[DATA FOR THIS TASK]

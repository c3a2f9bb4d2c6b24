use std::collections::{BTreeSet, HashSet};
use std::fs;
use std::path::Path;

use qf_core::errors::{ErrorInfo, QfError};
use qf_core::{FieldIndex, RunProvenance};
use serde::{Deserialize, Serialize};

use crate::enumerate::candidates;
use crate::hash::sha256_hex;
use crate::params::{RunParams, Sizing};
use crate::serde::from_json_slice;
use crate::writer::read_batch;

/// File name of the run report inside the output directory.
pub const RUN_REPORT_FILE: &str = "run_report.json";

fn io_error(code: &str, path: &Path, err: impl ToString) -> QfError {
    QfError::Io(
        ErrorInfo::new(code, err.to_string()).with_context("path", path.display().to_string()),
    )
}

fn verify_error(code: &str, message: &str, batch: &BatchReport) -> QfError {
    QfError::Serde(
        ErrorInfo::new(code, message)
            .with_context("batch", format!("{}/{}", batch.index, batch.total))
            .with_context("file", batch.file.clone()),
    )
}

/// Outcome of one written batch.
#[derive(Debug, Clone, PartialEq, Eq, Serialize, Deserialize)]
pub struct BatchReport {
    /// 1-based batch number.
    pub index: usize,
    /// Number of batches in the run.
    pub total: usize,
    /// First raw integer covered by the batch.
    pub start: u64,
    /// Exclusive raw upper bound of the batch.
    pub end: u64,
    /// Field indices dispatched.
    pub fields: u64,
    /// Rows written.
    pub records: u64,
    /// Indices skipped after oracle failures.
    pub failures: u64,
    /// Batch file name, relative to the output directory.
    pub file: String,
    /// SHA256 of the batch file contents.
    pub sha256: String,
    /// Failures file name, present only when indices were skipped.
    #[serde(default, skip_serializing_if = "Option::is_none")]
    pub failures_file: Option<String>,
}

/// Summary written to `run_report.json` after a successful run.
#[derive(Debug, Clone, PartialEq, Serialize, Deserialize)]
pub struct RunReport {
    /// Parameters driving the run.
    pub params: RunParams,
    /// Provenance metadata.
    pub provenance: RunProvenance,
    /// Per-batch results in batch order.
    pub batches: Vec<BatchReport>,
    /// Rows written across all batches.
    pub total_records: u64,
    /// Indices skipped across all batches.
    pub total_failures: u64,
}

impl RunReport {
    /// Builds the report and its totals.
    pub fn new(params: RunParams, provenance: RunProvenance, batches: Vec<BatchReport>) -> Self {
        let total_records = batches.iter().map(|batch| batch.records).sum();
        let total_failures = batches.iter().map(|batch| batch.failures).sum();
        Self {
            params,
            provenance,
            batches,
            total_records,
            total_failures,
        }
    }

    /// Loads `run_report.json` from an output directory.
    pub fn load(dir: &Path) -> Result<Self, QfError> {
        let path = dir.join(RUN_REPORT_FILE);
        let bytes = fs::read(&path).map_err(|err| io_error("run-report-read", &path, err))?;
        from_json_slice(&bytes)
    }
}

/// Counts gathered while verifying an output directory.
#[derive(Debug, Clone, Copy, PartialEq, Eq, Default)]
pub struct VerifySummary {
    /// Batch files checked.
    pub batches: usize,
    /// Rows read back.
    pub records: u64,
    /// Skipped indices listed in failure files.
    pub failures: u64,
}

/// Re-reads a finished run and checks it against its report.
///
/// Every batch file must hash to the recorded digest, and its rows plus any
/// listed failures must be exactly the field indices of the batch's raw range.
/// Consecutive batches must be contiguous and together cover the run.
pub fn verify_run(dir: &Path) -> Result<VerifySummary, QfError> {
    let report = RunReport::load(dir)?;
    let params = &report.params;
    let mut summary = VerifySummary::default();
    let mut seen: HashSet<FieldIndex> = HashSet::new();
    let mut expected_start = params.start;
    let mut planned_fields = 0u64;

    for batch in &report.batches {
        if batch.start != expected_start {
            return Err(verify_error("verify-gap", "batch does not continue the previous one", batch)
                .with_context("expected_start", expected_start.to_string())
                .with_context("start", batch.start.to_string()));
        }
        expected_start = batch.end;
        planned_fields += batch.fields;

        let path = dir.join(&batch.file);
        let bytes = fs::read(&path).map_err(|err| io_error("batch-read", &path, err))?;
        if sha256_hex(&bytes) != batch.sha256 {
            return Err(verify_error("verify-hash", "batch file hash does not match the report", batch));
        }
        let records = read_batch(&path, params.output.format)?;
        if records.len() as u64 != batch.records {
            return Err(verify_error("verify-count", "row count does not match the report", batch)
                .with_context("rows", records.len().to_string()));
        }

        let mut covered: BTreeSet<FieldIndex> = records.iter().map(|record| record.d).collect();
        if covered.len() != records.len() {
            return Err(verify_error("verify-duplicate", "batch file repeats a field index", batch));
        }
        if let Some(name) = &batch.failures_file {
            let failed = read_failure_indices(&dir.join(name))?;
            if failed.len() as u64 != batch.failures {
                return Err(verify_error("verify-count", "failure count does not match the report", batch));
            }
            for d in failed {
                if !covered.insert(d) {
                    return Err(verify_error("verify-duplicate", "field index both written and failed", batch)
                        .with_context("d", d.to_string()));
                }
            }
            summary.failures += batch.failures;
        }

        let expected: BTreeSet<FieldIndex> = candidates(batch.start, batch.end).collect();
        if covered != expected {
            let stray = covered.symmetric_difference(&expected).next().copied();
            return Err(verify_error("verify-coverage", "batch does not cover its range exactly", batch)
                .with_context("d", stray.map(|d| d.to_string()).unwrap_or_default()));
        }
        for d in &covered {
            if !seen.insert(*d) {
                return Err(verify_error("verify-overlap", "field index appears in two batches", batch)
                    .with_context("d", d.to_string()));
            }
        }
        summary.batches += 1;
        summary.records += batch.records;
    }

    let complete = match params.sizing {
        Sizing::Fields => planned_fields == params.total_fields,
        Sizing::Raw => expected_start == params.start.saturating_add(params.total_fields),
    };
    if !complete {
        return Err(QfError::Serde(
            ErrorInfo::new("verify-incomplete", "batches do not cover the requested run")
                .with_context("batches", report.batches.len().to_string())
                .with_context("total_fields", params.total_fields.to_string()),
        ));
    }
    Ok(summary)
}

fn read_failure_indices(path: &Path) -> Result<Vec<FieldIndex>, QfError> {
    let bytes = fs::read(path).map_err(|err| io_error("failures-read", path, err))?;
    let mut rdr = csv::Reader::from_reader(bytes.as_slice());
    rdr.records()
        .map(|row| {
            let row = row.map_err(|err| QfError::Serde(ErrorInfo::new("csv-read", err.to_string())))?;
            let raw = row.get(0).unwrap_or_default();
            let d: u64 = raw.parse().map_err(|_| {
                QfError::Serde(
                    ErrorInfo::new("row-parse", "malformed failure row")
                        .with_context("path", path.display().to_string())
                        .with_context("value", raw),
                )
            })?;
            FieldIndex::new(d)
        })
        .collect()
}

[TASK DIRECTIONS]
The material must be transcribed exactly, down to the last line.

[COMPLETED EXERCISE]
repository c3a2f9bb4d2c6b24
use std::collections::{BTreeSet, HashSet};
use std::fs;
use std::path::Path;

use qf_core::errors::{ErrorInfo, QfError};
use qf_core::{FieldIndex, RunProvenance};
use serde::{Deserialize, Serialize};

use crate::enumerate::candidates;
use crate::hash::sha256_hex;
use crate::params::{RunParams, Sizing};
use crate::serde::from_json_slice;
use crate::writer::read_batch;

/// File name of the run report inside the output directory.
pub const RUN_REPORT_FILE: &str = "run_report.json";

fn io_error(code: &str, path: &Path, err: impl ToString) -> QfError {
    QfError::Io(
        ErrorInfo::new(code, err.to_string()).with_context("path", path.display().to_string()),
    )
}

fn verify_error(code: &str, message: &str, batch: &BatchReport) -> QfError {
    QfError::Serde(
        ErrorInfo::new(code, message)
            .with_context("batch", format!("{}/{}", batch.index, batch.total))
            .with_context("file", batch.file.clone()),
    )
}

/// Outcome of one written batch.
#[derive(Debug, Clone, PartialEq, Eq, Serialize, Deserialize)]
pub struct BatchReport {
    /// 1-based batch number.
    pub index: usize,
    /// Number of batches in the run.
    pub total: usize,
    /// First raw integer covered by the batch.
    pub start: u64,
    /// Exclusive raw upper bound of the batch.
    pub end: u64,
    /// Field indices dispatched.
    pub fields: u64,
    /// Rows written.
    pub records: u64,
    /// Indices skipped after oracle failures.
    pub failures: u64,
    /// Batch file name, relative to the output directory.
    pub file: String,
    /// SHA256 of the batch file contents.
    pub sha256: String,
    /// Failures file name, present only when indices were skipped.
    #[serde(default, skip_serializing_if = "Option::is_none")]
    pub failures_file: Option<String>,
}

/// Summary written to `run_report.json` after a successful run.
#[derive(Debug, Clone, PartialEq, Serialize, Deserialize)]
pub struct RunReport {
    /// Parameters driving the run.
    pub params: RunParams,
    /// Provenance metadata.
    pub provenance: RunProvenance,
    /// Per-batch results in batch order.
    pub batches: Vec<BatchReport>,
    /// Rows written across all batches.
    pub total_records: u64,
    /// Indices skipped across all batches.
    pub total_failures: u64,
}

impl RunReport {
    /// Builds the report and its totals.
    pub fn new(params: RunParams, provenance: RunProvenance, batches: Vec<BatchReport>) -> Self {
        let total_records = batches.iter().map(|batch| batch.records).sum();
        let total_failures = batches.iter().map(|batch| batch.failures).sum();
        Self {
            params,
            provenance,
            batches,
            total_records,
            total_failures,
        }
    }

    /// Loads `run_report.json` from an output directory.
    pub fn load(dir: &Path) -> Result<Self, QfError> {
        let path = dir.join(RUN_REPORT_FILE);
        let bytes = fs::read(&path).map_err(|err| io_error("run-report-read", &path, err))?;
        from_json_slice(&bytes)
    }
}

/// Counts gathered while verifying an output directory.
#[derive(Debug, Clone, Copy, PartialEq, Eq, Default)]
pub struct VerifySummary {
    /// Batch files checked.
    pub batches: usize,
    /// Rows read back.
    pub records: u64,
    /// Skipped indices listed in failure files.
    pub failures: u64,
}

/// Re-reads a finished run and checks it against its report.
///
/// Every batch file must hash to the recorded digest, and its rows plus any
/// listed failures must be exactly the field indices of the batch's raw range.
/// Consecutive batches must be contiguous and together cover the run.
pub fn verify_run(dir: &Path) -> Result<VerifySummary, QfError> {
    let report = RunReport::load(dir)?;
    let params = &report.params;
    let mut summary = VerifySummary::default();
    let mut seen: HashSet<FieldIndex> = HashSet::new();
    let mut expected_start = params.start;
    let mut planned_fields = 0u64;

    for batch in &report.batches {
        if batch.start != expected_start {
            return Err(verify_error("verify-gap", "batch does not continue the previous one", batch)
                .with_context("expected_start", expected_start.to_string())
                .with_context("start", batch.start.to_string()));
        }
        expected_start = batch.end;
        planned_fields += batch.fields;

        let path = dir.join(&batch.file);
        let bytes = fs::read(&path).map_err(|err| io_error("batch-read", &path, err))?;
        if sha256_hex(&bytes) != batch.sha256 {
            return Err(verify_error("verify-hash", "batch file hash does not match the report", batch));
        }
        let records = read_batch(&path, params.output.format)?;
        if records.len() as u64 != batch.records {
            return Err(verify_error("verify-count", "row count does not match the report", batch)
                .with_context("rows", records.len().to_string()));
        }

        let mut covered: BTreeSet<FieldIndex> = records.iter().map(|record| record.d).collect();
        if covered.len() != records.len() {
            return Err(verify_error("verify-duplicate", "batch file repeats a field index", batch));
        }
        if let Some(name) = &batch.failures_file {
            let failed = read_failure_indices(&dir.join(name))?;
            if failed.len() as u64 != batch.failures {
                return Err(verify_error("verify-count", "failure count does not match the report", batch));
            }
            for d in failed {
                if !covered.insert(d) {
                    return Err(verify_error("verify-duplicate", "field index both written and failed", batch)
                        .with_context("d", d.to_string()));
                }
            }
            summary.failures += batch.failures;
        }

        let expected: BTreeSet<FieldIndex> = candidates(batch.start, batch.end).collect();
        if covered != expected {
            let stray = covered.symmetric_difference(&expected).next().copied();
            return Err(verify_error("verify-coverage", "batch does not cover its range exactly", batch)
                .with_context("d", stray.map(|d| d.to_string()).unwrap_or_default()));
        }
        for d in &covered {
            if !seen.insert(*d) {
                return Err(verify_error("verify-overlap", "field index appears in two batches", batch)
                    .with_context("d", d.to_string()));
            }
        }
        summary.batches += 1;
        summary.records += batch.records;
    }

    let complete = match params.sizing {
        Sizing::Fields => planned_fields == params.total_fields,
        Sizing::Raw => expected_start == params.start.saturating_add(params.total_fields),
    };
    if !complete {
        return Err(QfError::Serde(
            ErrorInfo::new("verify-incomplete", "batches do not cover the requested run")
                .with_context("batches", report.batches.len().to_string())
                .with_context("total_fields", params.total_fields.to_string()),
        ));
    }
    Ok(summary)
}

fn read_failure_indices(path: &Path) -> Result<Vec<FieldIndex>, QfError> {
    let bytes = fs::read(path).map_err(|err| io_error("failures-read", path, err))?;
    let mut rdr = csv::Reader::from_reader(bytes.as_slice());
    rdr.records()
        .map(|row| {
            let row = row.map_err(|err| QfError::Serde(ErrorInfo::new("csv-read", err.to_string())))?;
            let raw = row.get(0).unwrap_or_default();
            let d: u64 = raw.parse().map_err(|_| {
                QfError::Serde(
                    ErrorInfo::new("row-parse", "malformed failure row")
                        .with_context("path", path.display().to_string())
                        .with_context("value", raw),
                )
            })?;
            FieldIndex::new(d)
        })
        .collect()
}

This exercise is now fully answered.